# How do you guys like treadmills?



## Yellow Bastard (Feb 10, 2016)

I've heard a lot of experienced runners say how much they hate treadmills and never recommends anyone uses one. Apparently, it screws up your running form and is easy to get injured on, among other things.

Well, for some people like me living in Maine, I have no choice but to run on treadmills come winter season. If I had to pick I'd definitely go outside but I don't have the luxury.


----------



## Ooh-Rah (Feb 10, 2016)

I own a Sole F80 and would own no other brand. 

I used to sell treadmills, so here Is the #1 tip I will give you:

- minimum 3hp motor. Anything less will cause your belt to slip

You will pay "at least" $1k for quality-


----------



## DocIllinois (Feb 10, 2016)

Treadmill pluses that I have found: Convenience, good ones can provide more joint cushion than pavement running, you can control variability in speed and incline.

Negatives:  Expense, boring as hell to some, no variation in terrain features, you're using less muscles because the treadmill is doing the 'propulsion' work.


FWIW, agree with @Ooh-Rah; look for a powerful motor and you definitely get what you pay for.  I picked up a used Proform 2000 for when time or outdoor cold/ ice are factors and am very happy with it.


----------



## Devildoc (Feb 10, 2016)

I like treadmills for speed work/sprints, but otherwise despise them.  We are on our second treadmill, a Nordic Track.  My wife puts about 25 miles a week on ours and she loves it.


----------



## Ranger Psych (Feb 10, 2016)

Why can't you run outside? We did PT in Alaska until it was.... -20? -25? at which time it was command dictated to PT indoors... which sucked, because there was zero heat control in the buildings... sweatbox gogogo.

3 layers, wicking underlayer, warmth layer, outer semi-permeable layer and a balaclava plus yaktrax and you're good to go everywhere it's plowed. Anywhere it aint? Bust out the snowshoes and go for a jaunt, as well as get some cross country skis. Both of those will smoke your BALLZ. 

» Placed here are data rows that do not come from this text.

#[cfg(test)]
mod tests {
    use super::*;
    use crate::ledger::{InMemoryLedger, LedgerError};
    use crate::verifier::{AttestationVerifier, NonEmptyProof};
    use std::sync::Arc;

    const H1: [u8; 32] = [0x11; 32];
    const H2: [u8; 32] = [0x22; 32];
    const N1: [u8; 32] = [0xA1; 32];
    const N2: [u8; 32] = [0xA2; 32];

    fn alice() -> Principal {
        Principal::named("alice")
    }

    fn bob() -> Principal {
        Principal::named("bob")
    }

    fn engine_with(config: EngineConfig) -> Engine<InMemoryLedger, NonEmptyProof> {
        let ledger = InMemoryLedger::with_balances([(alice(), Amount::new(10_000))]);
        Engine::new(config, ledger, NonEmptyProof)
    }

    fn engine() -> Engine<InMemoryLedger, NonEmptyProof> {
        engine_with(EngineConfig::default())
    }

    #[test]
    fn test_create_moves_funds_to_custody() {
        let engine = engine();

        engine
            .create_transaction(&alice(), &H1, Amount::new(1000), Some(bob()))
            .unwrap();

        assert_eq!(engine.balance_of(&alice()), Amount::new(9000));
        assert_eq!(engine.custody_balance(), Amount::new(1000));

        let record = engine.commitment(&alice(), &H1).unwrap();
        assert_eq!(record, Commitment::new(Amount::new(1000), Some(bob())));
        assert!(!record.claimed);
    }

    #[test]
    fn test_create_precondition_order() {
        let engine = engine();

        // bad hash wins over zero amount and self-recipient
        assert_eq!(
            engine.create_transaction(&alice(), &[1u8; 31], Amount::ZERO, Some(alice())),
            Err(EscrowError::InvalidCommitmentHash)
        );
        // zero amount wins over self-recipient
        assert_eq!(
            engine.create_transaction(&alice(), &H1, Amount::ZERO, Some(alice())),
            Err(EscrowError::InvalidAmount)
        );
        // self-recipient wins over insufficient funds
        assert_eq!(
            engine.create_transaction(&alice(), &H1, Amount::new(u128::MAX), Some(alice())),
            Err(EscrowError::Unauthorized)
        );
        assert_eq!(
            engine.create_transaction(&alice(), &H1, Amount::new(10_001), None),
            Err(EscrowError::InsufficientFunds)
        );

        // nothing happened
        assert_eq!(engine.balance_of(&alice()), Amount::new(10_000));
        assert_eq!(engine.custody_balance(), Amount::ZERO);
        assert!(engine.commitment(&alice(), &H1).is_none());
        assert!(engine.events().is_empty());
    }

    #[test]
    fn test_create_exact_balance() {
        let engine = engine();
        engine
            .create_transaction(&alice(), &H1, Amount::new(10_000), None)
            .unwrap();
        assert_eq!(engine.balance_of(&alice()), Amount::ZERO);
    }

    #[test]
    fn test_claim_pays_recipient() {
        let engine = engine();
        engine
            .create_transaction(&alice(), &H1, Amount::new(1000), Some(bob()))
            .unwrap();

        engine.claim_transaction(&alice(), &H1, &[0xAA], &N1).unwrap();

        assert_eq!(engine.balance_of(&bob()), Amount::new(1000));
        assert_eq!(engine.custody_balance(), Amount::ZERO);
        assert!(engine.is_nullifier_used(&N1));
        assert!(engine.commitment(&alice(), &H1).unwrap().claimed);
    }

    #[test]
    fn test_claim_without_recipient_refunds_sender() {
        let engine = engine();
        engine
            .create_transaction(&alice(), &H1, Amount::new(1000), None)
            .unwrap();
        engine.claim_transaction(&alice(), &H1, &[1], &N1).unwrap();

        assert_eq!(engine.balance_of(&alice()), Amount::new(10_000));
        assert_eq!(engine.custody_balance(), Amount::ZERO);
    }

    #[test]
    fn test_claim_requires_original_sender() {
        let engine = engine();
        engine
            .create_transaction(&alice(), &H1, Amount::new(1000), Some(bob()))
            .unwrap();

        // the recipient cannot claim on its own, the key is (sender, hash)
        assert_eq!(
            engine.claim_transaction(&bob(), &H1, &[1], &N1),
            Err(EscrowError::Unauthorized)
        );
        assert_eq!(
            engine.claim_transaction(&alice(), &H2, &[1], &N1),
            Err(EscrowError::Unauthorized)
        );
        // malformed hash cannot name a record either
        assert_eq!(
            engine.claim_transaction(&alice(), &H1[..31], &[1], &N1),
            Err(EscrowError::Unauthorized)
        );
    }

    #[test]
    fn test_claim_precondition_order() {
        let engine = engine();
        engine
            .create_transaction(&alice(), &H1, Amount::new(1000), Some(bob()))
            .unwrap();

        // bad nullifier wins over empty proof
        assert_eq!(
            engine.claim_transaction(&alice(), &H1, &[], &N1[..8]),
            Err(EscrowError::InvalidNullifier)
        );
        assert_eq!(
            engine.claim_transaction(&alice(), &H1, &[], &N1),
            Err(EscrowError::InvalidProof)
        );

        assert_eq!(engine.custody_balance(), Amount::new(1000));
        assert!(!engine.is_nullifier_used(&N1));
        assert!(!engine.commitment(&alice(), &H1).unwrap().claimed);
    }

    #[test]
    fn test_nullifier_is_single_use_across_commitments() {
        let engine = engine();
        engine
            .create_transaction(&alice(), &H1, Amount::new(100), Some(bob()))
            .unwrap();
        engine
            .create_transaction(&alice(), &H2, Amount::new(200), Some(bob()))
            .unwrap();

        engine.claim_transaction(&alice(), &H1, &[1], &N1).unwrap();

        // same nullifier, different commitment; the nullifier check comes first
        assert_eq!(
            engine.claim_transaction(&alice(), &H2, &[], &N1),
            Err(EscrowError::AlreadyClaimed)
        );
        assert_eq!(engine.custody_balance(), Amount::new(200));

        engine.claim_transaction(&alice(), &H2, &[1], &N2).unwrap();
        assert_eq!(engine.balance_of(&bob()), Amount::new(300));
    }

    #[test]
    fn test_second_claim_rejected_when_guarded() {
        let engine = engine();
        engine
            .create_transaction(&alice(), &H1, Amount::new(100), Some(bob()))
            .unwrap();
        engine.claim_transaction(&alice(), &H1, &[1], &N1).unwrap();

        assert_eq!(
            engine.claim_transaction(&alice(), &H1, &[1], &N2),
            Err(EscrowError::AlreadyClaimed)
        );
        assert!(!engine.is_nullifier_used(&N2));
        assert_eq!(engine.balance_of(&bob()), Amount::new(100));
    }

    #[test]
    fn test_second_claim_pays_again_when_unguarded() {
        let engine = engine_with(EngineConfig {
            reject_claimed: false,
            ..Default::default()
        });
        engine
            .create_transaction(&alice(), &H1, Amount::new(100), Some(bob()))
            .unwrap();
        engine
            .create_transaction(&alice(), &H2, Amount::new(100), None)
            .unwrap();
        engine.claim_transaction(&alice(), &H1, &[1], &N1).unwrap();

        // a fresh nullifier re-executes the payout out of other locked funds
        engine.claim_transaction(&alice(), &H1, &[1], &N2).unwrap();
        assert_eq!(engine.balance_of(&bob()), Amount::new(200));
        assert_eq!(engine.custody_balance(), Amount::ZERO);

        // H2's funds are gone, its own claim now fails at the ledger
        let err = engine
            .claim_transaction(&alice(), &H2, &[1], &[0xA3; 32])
            .unwrap_err();
        assert!(matches!(
            err,
            EscrowError::Ledger(LedgerError::InsufficientBalance { .. })
        ));
        assert!(!engine.is_nullifier_used(&[0xA3; 32]));
    }

    #[test]
    fn test_failed_payout_burns_no_nullifier() {
        let engine = engine();
        engine
            .create_transaction(&alice(), &H1, Amount::new(500), Some(bob()))
            .unwrap();

        // drain custody behind the engine's back
        let custody = engine.custody();
        engine
            .with_ledger(|ledger| ledger.transfer(Amount::new(500), &custody, &Principal::named("thief")))
            .unwrap();

        let err = engine.claim_transaction(&alice(), &H1, &[1], &N1).unwrap_err();
        assert_eq!(err.code(), 200);
        assert!(!engine.is_nullifier_used(&N1));
        assert!(!engine.commitment(&alice(), &H1).unwrap().claimed);
        assert_eq!(engine.events().len(), 1);
    }

    #[test]
    fn test_create_ledger_failure_changes_nothing() {
        let engine = engine();
        let custody = engine.custody();
        engine
            .with_ledger(|ledger| ledger.credit(&custody, Amount::new(500)))
            .unwrap();

        // balance check passes, the custody -> custody transfer does not
        assert_eq!(
            engine.create_transaction(&custody, &H1, Amount::new(100), Some(bob())),
            Err(EscrowError::Ledger(LedgerError::SelfTransfer))
        );

        assert!(engine.commitment(&custody, &H1).is_none());
        assert!(engine.events().is_empty());
        assert_eq!(engine.custody_balance(), Amount::new(500));
        assert_eq!(engine.balance_of(&alice()), Amount::new(10_000));
    }

    #[test]
    fn test_custody_recipient_locks_funds() {
        let engine = engine();
        let custody = engine.custody();

        // only recipient == caller is refused at create
        engine
            .create_transaction(&alice(), &H1, Amount::new(100), Some(custody))
            .unwrap();

        // the payout would be custody -> custody, so every claim fails
        assert_eq!(
            engine.claim_transaction(&alice(), &H1, &[1], &N1),
            Err(EscrowError::Ledger(LedgerError::SelfTransfer))
        );
        assert!(!engine.is_nullifier_used(&N1));
        assert!(!engine.commitment(&alice(), &H1).unwrap().claimed);
        assert_eq!(engine.custody_balance(), Amount::new(100));
    }

    #[test]
    fn test_oversized_proof_rejected() {
        let engine = engine();
        engine
            .create_transaction(&alice(), &H1, Amount::new(1), None)
            .unwrap();

        assert_eq!(
            engine.claim_transaction(&alice(), &H1, &[1u8; 257], &N1),
            Err(EscrowError::InvalidProof)
        );
        engine.claim_transaction(&alice(), &H1, &[1u8; 256], &N1).unwrap();
    }

    #[test]
    fn test_duplicate_create_overwrites_by_default() {
        let engine = engine();
        engine
            .create_transaction(&alice(), &H1, Amount::new(100), Some(bob()))
            .unwrap();
        engine
            .create_transaction(&alice(), &H1, Amount::new(300), None)
            .unwrap();

        // both transfers happened, only the latest record survives
        assert_eq!(engine.custody_balance(), Amount::new(400));
        assert_eq!(
            engine.commitment(&alice(), &H1).unwrap(),
            Commitment::new(Amount::new(300), None)
        );
    }

    #[test]
    fn test_duplicate_create_rejected_by_policy() {
        let engine = engine_with(EngineConfig {
            duplicate_commitments: DuplicatePolicy::Reject,
            ..Default::default()
        });
        engine
            .create_transaction(&alice(), &H1, Amount::new(100), None)
            .unwrap();

        assert_eq!(
            engine.create_transaction(&alice(), &H1, Amount::new(300), None),
            Err(EscrowError::DuplicateCommitment)
        );
        assert_eq!(engine.custody_balance(), Amount::new(100));

        // another sender may reuse the hash
        engine
            .with_ledger(|l| l.credit(&bob(), Amount::new(50)))
            .unwrap();
        engine
            .create_transaction(&bob(), &H1, Amount::new(50), None)
            .unwrap();
    }

    #[test]
    fn test_attestation_verifier_plugs_in() {
        let verifier = AttestationVerifier::new([5u8; 32]);
        let ledger = InMemoryLedger::with_balances([(alice(), Amount::new(1000))]);
        let engine = Engine::new(EngineConfig::default(), ledger, verifier.clone());

        engine
            .create_transaction(&alice(), &H1, Amount::new(1000), Some(bob()))
            .unwrap();

        // a non-empty but unbound proof no longer passes
        assert_eq!(
            engine.claim_transaction(&alice(), &H1, &[0xAA], &N1),
            Err(EscrowError::InvalidProof)
        );

        let proof = verifier.attest(&PublicInputs::new(alice(), Amount::new(1000), Some(bob())));
        engine.claim_transaction(&alice(), &H1, &proof, &N1).unwrap();
        assert_eq!(engine.balance_of(&bob()), Amount::new(1000));
    }

    #[test]
    fn test_receive_funds_is_noop() {
        let engine = engine();
        let before = engine.snapshot();
        assert!(engine.receive_funds().is_ok());
        assert_eq!(engine.snapshot(), before);
        assert!(engine.events().is_empty());
    }

    #[test]
    fn test_events_and_snapshot() {
        let engine = engine();
        engine
            .create_transaction(&alice(), &H1, Amount::new(100), Some(bob()))
            .unwrap();
        engine.claim_transaction(&alice(), &H1, &[1], &N1).unwrap();

        let events = engine.events();
        assert_eq!(events.len(), 2);
        assert!(matches!(events[0], EscrowEvent::CommitmentCreated { .. }));
        assert_eq!(
            events[1],
            EscrowEvent::CommitmentClaimed {
                sender: alice(),
                commitment_hash: CommitmentHash(H1),
                nullifier: Nullifier(N1),
                payee: bob(),
                amount: Amount::new(100),
            }
        );

        let snapshot = engine.snapshot();
        assert_eq!(snapshot.custody_balance, Amount::ZERO);
        assert_eq!(snapshot.commitments.len(), 1);
        assert!(snapshot.commitments[0].claimed);
        assert_eq!(snapshot.nullifiers, vec![Nullifier(N1)]);
    }

    #[test]
    fn test_concurrent_claims_single_winner() {
        let ledger = InMemoryLedger::with_balances([(alice(), Amount::new(1000))]);
        let engine = Arc::new(Engine::new(
            EngineConfig {
                reject_claimed: false,
                ..Default::default()
            },
            ledger,
            NonEmptyProof,
        ));
        for i in 0..8u8 {
            engine
                .create_transaction(&alice(), &[i + 1; 32], Amount::new(100), Some(bob()))
                .unwrap();
        }

        // every thread races a different commitment with the same nullifier
        let handles: Vec<_> = (0..8u8)
            .map(|i| {
                let engine = Arc::clone(&engine);
                std::thread::spawn(move || engine.claim_transaction(&alice(), &[i + 1; 32], &[1], &N1))
            })
            .collect();

        let results: Vec<_> = handles.into_iter().map(|h| h.join().unwrap()).collect();
        let wins = results.iter().filter(|r| r.is_ok()).count();
        assert_eq!(wins, 1);
        assert!(results
            .iter()
            .filter_map(|r| r.as_ref().err())
            .all(|e| *e == EscrowError::AlreadyClaimed));
        assert_eq!(engine.balance_of(&bob()), Amount::new(100));
    }
}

Then again, I'm not your average bear, so if I did any machine aerobics it was a jacobs ladder, elliptical, or I just did pool PT with some planning assistance from the PJ's up in Alaska, since I didn't have daggers and a draeger on my chest or whatnot to expand my knowledge base of using a pool to create pain.


----------



## JustMe (Feb 10, 2016)

Ranger Psych said:


> Why can't you run outside? We did PT in Alaska until it was.... -20? -25? at which time it was command dictated to PT indoors... which sucked, because there was zero heat control in the buildings... sweatbox gogogo.
> 
> 3 layers, wicking underlayer, warmth layer, outer semi-permeable layer and a balaclava plus yaktrax and you're good to go everywhere it's plowed. Anywhere it aint? Bust out the snowshoes and go for a jaunt, as well as get some cross country skis. Both of those will smoke your BALLZ.
> 
> Then again, I'm not your average bear, so if I did any machine aerobics it was a jacobs ladder, elliptical, or I just did pool PT with some planning assistance from the PJ's up in Alaska, since I didn't have daggers and a draeger on my chest or whatnot to expand my knowledge base of using a pool to create pain.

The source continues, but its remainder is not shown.